■ Dataset excerpts
§ §

//! # Error types for the upgrade engine
//!
//! Every failure mode of an upgrade is an explicit variant so that embedders
//! can match on the kind instead of parsing messages. CLI embedders map each
//! variant to a process exit code through [`Error::exit_code`].

use std::path::PathBuf;

/// Result type used throughout the crate
pub type Result<T> = std::result::Result<T, Error>;

/// Error types that can occur during an upgrade
#[derive(thiserror::Error, Debug)]
pub enum Error {
    /// The link could not be opened, scanned, or exchanged packets
    #[error("link error: {0}")]
    Link(String),

    /// The device advertised a bootloader protocol outside the recognized set
    #[error("bootloader protocol 0x{0:X} not supported")]
    ProtocolUnsupported(u8),

    /// I/O error while reading the firmware file
    #[error("IO error: {0}")]
    Io(#[from] std::io::Error),

    /// The bundle archive could not be read
    #[error("zip error: {0}")]
    Zip(#[from] zip::result::ZipError),

    /// The manifest could not be deserialized
    #[error("failed to deserialize manifest: {0}")]
    Json(#[from] serde_json::Error),

    /// The bundle does not contain a `manifest.json` member
    #[error("no manifest.json in bundle {}", .0.display())]
    MissingManifest(PathBuf),

    /// The manifest schema version is not supported
    #[error("wrong manifest version: {0}")]
    ManifestVersion(u64),

    /// A raw binary image was given together with more than one target
    #[error("cannot flash a .bin to more than one target")]
    RawBinaryMultipleTargets,

    /// The image does not fit in the writable flash range of its target
    #[error("not enough space to flash the image file ({image} bytes, {available} available)")]
    InsufficientSpace {
        /// Length of the rejected image in bytes
        image: usize,
        /// Writable flash range of the target in bytes
        available: usize,
    },

    /// The device reported a failure while programming a page batch
    #[error("error during flash operation (code {code}): {}", crate::packets::DeviceFlashError::from(*code))]
    DeviceProgram {
        /// Raw device-reported error code
        code: u8,
    },

    /// The termination callback requested an abort
    #[error("flashing terminated")]
    Terminated,

    /// A deck write returned failure
    #[error("failed to update deck {0}")]
    DeckUpdateFailed(String),

    /// An operation was attempted in the wrong session mode
    #[error("invalid operation: {0}")]
    InvalidOperation(String),
}

impl Error {
    /// Process exit code for CLI embedders
    pub fn exit_code(&self) -> i32 {
        match self {
            Error::InsufficientSpace { .. } => 2,
            Error::ProtocolUnsupported(_) => 3,
            Error::DeviceProgram { .. } => 4,
            Error::Terminated => 5,
            Error::Io(_)
            | Error::Zip(_)
            | Error::Json(_)
            | Error::MissingManifest(_)
            | Error::ManifestVersion(_)
            | Error::RawBinaryMultipleTargets => 6,
            Error::Link(_) => 7,
            Error::DeckUpdateFailed(_) | Error::InvalidOperation(_) => 1,
        }
    }
}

§ §

■ What to work on
Output every line above so that it reads exactly as before.

■ Reply to the exercise
//! # Error types for the upgrade engine
//!
//! Every failure mode of an upgrade is an explicit variant so that embedders
//! can match on the kind instead of parsing messages. CLI embedders map each
//! variant to a process exit code through [`Error::exit_code`].

use std::path::PathBuf;

/// Result type used throughout the crate
pub type Result<T> = std::result::Result<T, Error>;

/// Error types that can occur during an upgrade
#[derive(thiserror::Error, Debug)]
pub enum Error {
    /// The link could not be opened, scanned, or exchanged packets
    #[error("link error: {0}")]
    Link(String),

    /// The device advertised a bootloader protocol outside the recognized set
    #[error("bootloader protocol 0x{0:X} not supported")]
    ProtocolUnsupported(u8),

    /// I/O error while reading the firmware file
    #[error("IO error: {0}")]
    Io(#[from] std::io::Error),

    /// The bundle archive could not be read
    #[error("zip error: {0}")]
    Zip(#[from] zip::result::ZipError),

    /// The manifest could not be deserialized
    #[error("failed to deserialize manifest: {0}")]
    Json(#[from] serde_json::Error),

    /// The bundle does not contain a `manifest.json` member
    #[error("no manifest.json in bundle {}", .0.display())]
    MissingManifest(PathBuf),

    /// The manifest schema version is not supported
    #[error("wrong manifest version: {0}")]
    ManifestVersion(u64),

    /// A raw binary image was given together with more than one target
    #[error("cannot flash a .bin to more than one target")]
    RawBinaryMultipleTargets,

    /// The image does not fit in the writable flash range of its target
    #[error("not enough space to flash the image file ({image} bytes, {available} available)")]
    InsufficientSpace {
        /// Length of the rejected image in bytes
        image: usize,
        /// Writable flash range of the target in bytes
        available: usize,
    },

    /// The device reported a failure while programming a page batch
    #[error("error during flash operation (code {code}): {}", crate::packets::DeviceFlashError::from(*code))]
    DeviceProgram {
        /// Raw device-reported error code
        code: u8,
    },

    /// The termination callback requested an abort
    #[error("flashing terminated")]
    Terminated,

    /// A deck write returned failure
    #[error("failed to update deck {0}")]
    DeckUpdateFailed(String),

    /// An operation was attempted in the wrong session mode
    #[error("invalid operation: {0}")]
    InvalidOperation(String),
}

impl Error {
    /// Process exit code for CLI embedders
    pub fn exit_code(&self) -> i32 {
        match self {
            Error::InsufficientSpace { .. } => 2,
            Error::ProtocolUnsupported(_) => 3,
            Error::DeviceProgram { .. } => 4,
            Error::Terminated => 5,
            Error::Io(_)
            | Error::Zip(_)
            | Error::Json(_)
            | Error::MissingManifest(_)
            | Error::ManifestVersion(_)
            | Error::RawBinaryMultipleTargets => 6,
            Error::Link(_) => 7,
            Error::DeckUpdateFailed(_) | Error::InvalidOperation(_) => 1,
        }
    }
}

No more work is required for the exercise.